◆ **What you will do**
One number should be the full reply: how many lines of the material below contain "ServerSignIn".

◆ **Entries supplied**
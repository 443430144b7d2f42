//! Server credentials: the persisted record list, address normalization,
//! and the identity this application presents to servers.

pub mod address;
pub mod credentials;
pub mod identity;

pub use address::{normalize_address, ServerAddress, DEFAULT_HTTP_PORT};
pub use credentials::{CredentialsManager, StoredServers};
pub use identity::{ClientIdentity, APP_NAME, CLIENT_VERSION, USER_AGENT};
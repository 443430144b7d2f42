//! Error types for the theme finder.
//!
//! Each concern gets its own enum; [`ErrorCategory`] gives them a shared
//! vocabulary for retry decisions and logging.
//!
//! | Category | Description | Retryable |
//! |----------|-------------|-----------|
//! | Network | Connection, DNS, timeout, socket | Yes |
//! | Auth | Rejected or missing credentials | No |
//! | Server | Backend errors (5xx) | Yes |
//! | User | Bad input | No |
//! | System | OS/filesystem errors | No |
//! | Configuration | Invalid settings | No |

mod category;
mod client;
mod config;
mod download;
mod login;
mod store;

pub use category::ErrorCategory;
pub use client::{classify_reqwest_error, ClientError};
pub use config::ConfigError;
pub use download::{DownloadError, ToolError};
pub use login::LoginError;
pub use store::StoreError;
//! CLI module.
//!
//! Handles the flags that short-circuit the normal run, before any runtime
//! or logging is set up:
//!
//! ```ignore
//! use themefinder::cli::{parse_args, CliCommand};
//!
//! let command = parse_args(std::env::args());
//! if command == CliCommand::Version {
//!     themefinder::cli::handle_version_command();
//! }
//! ```

pub mod args;
pub mod version;

pub use args::{parse_args, CliCommand};
pub use version::{handle_version_command, VERSION};
#[derive(Debug, Clone)]
struct AuthState {
    address: String,
    user_id: String,
    access_token: String,
}

#[derive(Debug, Serialize)]
struct AuthenticateByName<'a> {
    #[serde(rename = "Username")]
    username: &'a str,
    #[serde(rename = "Pw")]
    password: &'a str,
}

#[derive(Debug, Deserialize)]
#[serde(rename_all = "PascalCase")]
struct AuthenticationResult {
    access_token: Option<String>,
    server_id: Option<String>,
    user: Option<UserDto>,
}

#[derive(Debug, Deserialize)]
#[serde(rename_all = "PascalCase")]
struct UserDto {
    id: String,
}

#[derive(Debug, Deserialize)]
#[serde(rename_all = "PascalCase")]
struct PublicSystemInfo {
    id: Option<String>,
    server_name: Option<String>,
}

#[derive(Debug, Deserialize)]
#[serde(rename_all = "PascalCase")]
struct ItemsResult {
    #[serde(default)]
    items: Vec<Item>,
}

#[derive(Debug, Serialize)]
#[serde(rename_all = "PascalCase")]
struct CreatePlaylist<'a> {
    name: &'a str,
    ids: &'a [String],
    user_id: &'a str,
    media_type: Option<&'a str>,
}

#[derive(Debug, Deserialize)]
#[serde(rename_all = "PascalCase")]
struct PlaylistCreated {
    id: Option<String>,
}

/// Client for one Jellyfin server.
///
/// # Example
///
/// ```ignore
/// use themefinder::adapters::JellyfinClient;
/// use themefinder::auth::ClientIdentity;
/// use themefinder::traits::MediaClient;
///
/// let client = JellyfinClient::new(ClientIdentity::generate(), false)?;
/// let creds = client.login("http://media.local:8096", "alice", "secret").await?;
/// ```
pub struct JellyfinClient {
    http: reqwest::Client,
    identity: ClientIdentity,
    ignore_ssl_cert: bool,
    auth: RwLock<Option<AuthState>>,
    socket: Mutex<Option<JellyfinSocket>>,
}

impl JellyfinClient {
    pub fn new(identity: ClientIdentity, ignore_ssl_cert: bool) -> Result<Self, ClientError> {
        let http = reqwest::Client::builder()
            .user_agent(USER_AGENT)
            .timeout(REQUEST_TIMEOUT)
            .connect_timeout(CONNECT_TIMEOUT)
            .danger_accept_invalid_certs(ignore_ssl_cert)
            .build()
            .map_err(|e| ClientError::Other(format!("Failed to build HTTP client: {}", e)))?;
        Ok(Self {
            http,
            identity,
            ignore_ssl_cert,
            auth: RwLock::new(None),
            socket: Mutex::new(None),
        })
    }

    pub fn identity(&self) -> &ClientIdentity {
        &self.identity
    }

    fn auth_state(&self) -> Result<AuthState, ClientError> {
        self.auth
            .read()
            .map_err(|_| ClientError::Other("auth state poisoned".to_string()))?
            .clone()
            .ok_or(ClientError::NotAuthenticated)
    }

    fn set_auth_state(&self, state: AuthState) {
        if let Ok(mut auth) = self.auth.write() {
            *auth = Some(state);
        }
    }

    fn request(
        &self,
        method: reqwest::Method,
        url: &str,
        token: Option<&str>,
    ) -> reqwest::RequestBuilder {
        let header = self.identity.authorization_header(token);
        self.http
            .request(method, url)
            .header(reqwest::header::AUTHORIZATION, header.clone())
            .header("X-Emby-Authorization", header)
    }

    async fn send(
        &self,
        builder: reqwest::RequestBuilder,
        url: &str,
    ) -> Result<reqwest::Response, ClientError> {
        let response = builder
            .send()
            .await
            .map_err(|e| classify_reqwest_error(&e, url))?;
        let status = response.status();
        if status.is_success() {
            return Ok(response);
        }
        let message = response
            .text()
            .await
            .unwrap_or_else(|_| "Unknown error".to_string());
        Err(ClientError::HttpStatus {
            status: status.as_u16(),
            message,
        })
    }

    async fn get_json<T: serde::de::DeserializeOwned>(
        &self,
        url: &str,
        token: Option<&str>,
        params: &[(&'static str, String)],
    ) -> Result<T, ClientError> {
        let builder = self.request(reqwest::Method::GET, url, token).query(params);
        let response = self.send(builder, url).await?;
        response
            .json::<T>()
            .await
            .map_err(|e| classify_reqwest_error(&e, url))
    }

    /// Best-effort lookup of the server's display name.
    async fn server_name(&self, address: &str) -> Option<String> {
        let url = format!("{}/System/Info/Public", address);
        match self.get_json::<PublicSystemInfo>(&url, None, &[]).await {
            Ok(info) => info.server_name,
            Err(e) => {
                debug!("Could not read public info of {}: {}", address, e);
                None
            }
        }
    }
}

#[async_trait]
impl MediaClient for JellyfinClient {
    async fn login(
        &self,
        address: &str,
        username: &str,
        password: &str,
    ) -> Result<ServerCredentials, ClientError> {
        let url = format!("{}/Users/AuthenticateByName", address);
        let builder = self
            .request(reqwest::Method::POST, &url, None)
            .json(&AuthenticateByName { username, password });

        let result = match self.send(builder, &url).await {
            Ok(response) => response
                .json::<AuthenticationResult>()
                .await
                .map_err(|e| classify_reqwest_error(&e, &url))?,
            Err(ClientError::HttpStatus { status, .. })
                if status == StatusCode::UNAUTHORIZED.as_u16()
                    || status == StatusCode::FORBIDDEN.as_u16() =>
            {
                return Err(ClientError::AuthRejected {
                    username: username.to_string(),
                });
            }
            Err(e) => return Err(e),
        };

        let (Some(access_token), Some(user)) = (result.access_token, result.user) else {
            return Err(ClientError::AuthRejected {
                username: username.to_string(),
            });
        };

        let server_name = self.server_name(address).await;
        let server_id = match result.server_id {
            Some(id) => id,
            None => {
                let info_url = format!("{}/System/Info/Public", address);
                self.get_json::<PublicSystemInfo>(&info_url, None, &[])
                    .await?
                    .id
                    .ok_or_else(|| ClientError::InvalidResponse {
                        message: "server did not report its id".to_string(),
                    })?
            }
        };

        self.set_auth_state(AuthState {
            address: address.to_string(),
            user_id: user.id.clone(),
            access_token: access_token.clone(),
        });

        Ok(ServerCredentials {
            server_id,
            server_name,
            address: address.to_string(),
            user_id: user.id,
            access_token,
        })
    }

    async fn authenticate(&self, record: &ServerRecord) -> Result<ConnectionState, ClientError> {
        let (Some(token), Some(user_id)) = (&record.access_token, &record.user_id) else {
            return Ok(ConnectionState::ServerSignIn);
        };

        let url = format!("{}/System/Info", record.address);
        let builder = self.request(reqwest::Method::GET, &url, Some(token));
        match self.send(builder, &url).await {
            Ok(_) => {
                self.set_auth_state(AuthState {
                    address: record.address.clone(),
                    user_id: user_id.clone(),
                    access_token: token.clone(),
                });
                Ok(ConnectionState::SignedIn)
            }
            Err(ClientError::HttpStatus { status: 401, .. })
            | Err(ClientError::HttpStatus { status: 403, .. }) => {
                Ok(ConnectionState::ServerSignIn)
            }
            Err(e) if e.category().is_retryable() => {
                debug!("{} is unavailable: {}", record.address, e);
                Ok(ConnectionState::Unavailable)
            }
            Err(e) => Err(e),
        }
    }

    async fn start(&self) -> Result<EventReceiver, ClientError> {
        let auth = self.auth_state()?;
        let config = SocketConfig {
            address: auth.address,
            access_token: auth.access_token,
            device_id: self.identity.device_id.clone(),
            ignore_ssl_cert: self.ignore_ssl_cert,
        };
        let (socket, events) = JellyfinSocket::connect(config).await?;
        if let Ok(mut slot) = self.socket.lock() {
            if let Some(previous) = slot.replace(socket) {
                previous.shutdown();
            }
        }
        Ok(events)
    }

    async fn post_capabilities(&self, capabilities: &Capabilities) -> Result<(), ClientError> {
        let auth = self.auth_state()?;
        let url = format!("{}/Sessions/Capabilities/Full", auth.address);
        let builder = self
            .request(reqwest::Method::POST, &url, Some(&auth.access_token))
            .json(capabilities);
        self.send(builder, &url).await?;
        Ok(())
    }

    fn stop(&self) {
        match self.socket.lock() {
            Ok(mut slot) => {
                if let Some(socket) = slot.take() {
                    socket.shutdown();
                }
            }
            Err(_) => warn!("Socket slot poisoned, cannot stop"),
        }
    }

    async fn search_items(&self, query: &ItemQuery) -> Result<Vec<Item>, ClientError> {
        let auth = self.auth_state()?;
        let url = format!("{}/Users/{}/Items", auth.address, auth.user_id);
        let result: ItemsResult = self
            .get_json(&url, Some(&auth.access_token), &query.to_params())
            .await?;
        Ok(result.items)
    }

    async fn get_item(&self, id: &str) -> Result<Item, ClientError> {
        let auth = self.auth_state()?;
        let url = format!("{}/Users/{}/Items/{}", auth.address, auth.user_id, id);
        self.get_json(&url, Some(&auth.access_token), &[]).await
    }

    async fn create_playlist(
        &self,
        name: &str,
        item_ids: &[String],
    ) -> Result<Option<String>, ClientError> {
        let auth = self.auth_state()?;
        let url = format!("{}/Playlists", auth.address);
        let body = CreatePlaylist {
            name,
            ids: item_ids,
            user_id: &auth.user_id,
            media_type: None,
        };
        let builder = self
            .request(reqwest::Method::POST, &url, Some(&auth.access_token))
            .json(&body);
        let response = self.send(builder, &url).await?;
        let created = response
            .json::<PlaylistCreated>()
            .await
            .map_err(|e| classify_reqwest_error(&e, &url))?;
        Ok(created.id)
    }
}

◆ **Answer box**
2